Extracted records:
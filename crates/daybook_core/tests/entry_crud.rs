use chrono::NaiveDate;
use daybook_core::{EntryPatch, EntryStore, MemoryKv, StoreError};
use uuid::Uuid;

fn date(year: i32, month: u32, day: u32) -> NaiveDate {
    NaiveDate::from_ymd_opt(year, month, day).expect("test date should be valid")
}

fn open_store() -> EntryStore<MemoryKv> {
    EntryStore::open(MemoryKv::new())
}

#[test]
fn ensure_entry_is_idempotent_per_date() {
    let mut store = open_store();
    let day = date(2025, 3, 10);

    let first = store.ensure_entry(day);
    let second = store.ensure_entry(day);

    assert_eq!(first.id, second.id);
    assert_eq!(store.entries_on(day).len(), 1);
    assert_eq!(store.document().entries.len(), 1);
}

#[test]
fn ensure_entry_starts_blank_with_equal_timestamps() {
    let mut store = open_store();
    let entry = store.ensure_entry(date(2025, 3, 10));

    assert!(entry.title.is_empty());
    assert!(entry.body.is_empty());
    assert!(entry.wake.is_empty());
    assert_eq!(entry.created_at, entry.updated_at);
}

#[test]
fn new_entry_allows_multiple_per_day_ordered_by_creation() {
    let mut store = open_store();
    let day = date(2025, 3, 10);

    let first = store.new_entry(day);
    let second = store.new_entry(day);
    assert_ne!(first.id, second.id);

    let listed = store.entries_on(day);
    assert_eq!(listed.len(), 2);
    assert_eq!(listed[0].id, first.id);
    assert_eq!(listed[1].id, second.id);

    // ensure_entry now reuses the earliest entry instead of creating.
    assert_eq!(store.ensure_entry(day).id, first.id);
}

#[test]
fn update_merges_supplied_fields_and_preserves_the_rest() {
    let mut store = open_store();
    let created = store.ensure_entry(date(2025, 3, 10));

    let updated = store
        .update_entry(
            created.id,
            &EntryPatch {
                title: Some("Trip".to_string()),
                lunch: Some("ramen".to_string()),
                ..EntryPatch::default()
            },
        )
        .expect("update should succeed");

    assert_eq!(updated.title, "Trip");
    assert_eq!(updated.lunch, "ramen");
    assert_eq!(updated.date, created.date);
    assert!(updated.body.is_empty(), "unsupplied fields keep prior values");
    assert!(updated.updated_at >= updated.created_at);

    let fetched = store.entry(created.id).expect("entry should exist");
    assert_eq!(*fetched, updated);
}

#[test]
fn update_can_move_an_entry_to_another_date() {
    let mut store = open_store();
    let entry = store.ensure_entry(date(2025, 3, 10));

    store
        .update_entry(
            entry.id,
            &EntryPatch {
                date: Some(date(2025, 3, 11)),
                ..EntryPatch::default()
            },
        )
        .expect("update should succeed");

    assert!(store.entries_on(date(2025, 3, 10)).is_empty());
    assert_eq!(store.entries_on(date(2025, 3, 11)).len(), 1);
}

#[test]
fn update_unknown_id_returns_not_found() {
    let mut store = open_store();
    let missing = Uuid::new_v4();

    let err = store
        .update_entry(missing, &EntryPatch::default())
        .expect_err("unknown id must fail");
    assert!(matches!(err, StoreError::EntryNotFound(id) if id == missing));
}

#[test]
fn delete_removes_only_the_target_record() {
    let mut store = open_store();
    let keep = store.new_entry(date(2025, 3, 10));
    let gone = store.new_entry(date(2025, 3, 11));

    store.delete_entry(gone.id).expect("delete should succeed");
    assert!(store.entry(gone.id).is_none());
    assert!(store.entry(keep.id).is_some());

    let err = store
        .delete_entry(gone.id)
        .expect_err("second delete must report not found");
    assert!(matches!(err, StoreError::EntryNotFound(id) if id == gone.id));
    assert!(store.entry(keep.id).is_some(), "other records are untouched");
}
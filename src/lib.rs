pub mod cherry;
pub mod command_log;
pub mod config;
pub mod ghost;
pub mod grid;
pub mod pathfinding;
pub mod race;

pub use cherry::Cherry;
pub use config::Config;
pub use ghost::{Ghost, GhostColor};
pub use grid::{Cell, Grid, GridError};
pub use pathfinding::{reachable, Position, SearchAlgorithm};
pub use race::{RaceCommand, RaceController, RaceState, RankingEntry};
use crate::race::{RaceCommand, RaceState};
use serde::{Deserialize, Serialize};

/// A UI command together with what the controller made of it
#[derive(Clone, Debug, Serialize, Deserialize)]
pub struct LoggedCommand {
    /// Milliseconds since the log was created
    pub timestamp_ms: u64,
    pub command: RaceCommand,
    /// State the race was in when the command arrived
    pub state_before: RaceState,
    pub accepted: bool,
}

/// In-memory record of every command sent to the race controller
pub struct CommandLog {
    origin: f64,
    commands: Vec<LoggedCommand>,
}

impl CommandLog {
    /// `origin` is the clock reading (seconds) that timestamps are measured from
    pub fn new(origin: f64) -> Self {
        CommandLog {
            origin,
            commands: Vec::new(),
        }
    }

    pub fn record(&mut self, now: f64, command: RaceCommand, state_before: RaceState, accepted: bool) {
        let timestamp_ms = ((now - self.origin).max(0.0) * 1000.0) as u64;

        if accepted {
            log::debug!("[{:6}ms] {:?} accepted in {}", timestamp_ms, command, state_before);
        } else {
            log::debug!("[{:6}ms] {:?} ignored in {}", timestamp_ms, command, state_before);
        }

        self.commands.push(LoggedCommand {
            timestamp_ms,
            command,
            state_before,
            accepted,
        });
    }

    pub fn get_commands(&self) -> &[LoggedCommand] {
        &self.commands
    }

    pub fn to_json(&self) -> serde_json::Result<String> {
        serde_json::to_string_pretty(&self.commands)
    }

    /// Get summary statistics
    pub fn summary(&self) -> String {
        let count = |cmd: RaceCommand| {
            self.commands
                .iter()
                .filter(|c| c.accepted && c.command == cmd)
                .count()
        };
        let ignored = self.commands.iter().filter(|c| !c.accepted).count();

        let duration = self.commands.last().map(|c| c.timestamp_ms).unwrap_or(0);

        format!(
            "Session Duration: {}ms\n\
             Total Commands: {} ({} ignored)\n\
             Races Started: {}, Restarts: {}\n\
             New Maps: {}, New Cherries: {}",
            duration,
            self.commands.len(),
            ignored,
            count(RaceCommand::Start),
            count(RaceCommand::Restart),
            count(RaceCommand::GenerateNewMap),
            count(RaceCommand::GenerateNewCherry),
        )
    }
}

**EXERCISE DIRECTIONS**: If a line in the entries above has the word "StoreError", copy it.

**ANSWER AREA**:
use daybook_core::{EntryPatch, EntryStore, MemoryKv, StoreError};
    assert!(matches!(err, StoreError::EntryNotFound(id) if id == missing));
    assert!(matches!(err, StoreError::EntryNotFound(id) if id == gone.id));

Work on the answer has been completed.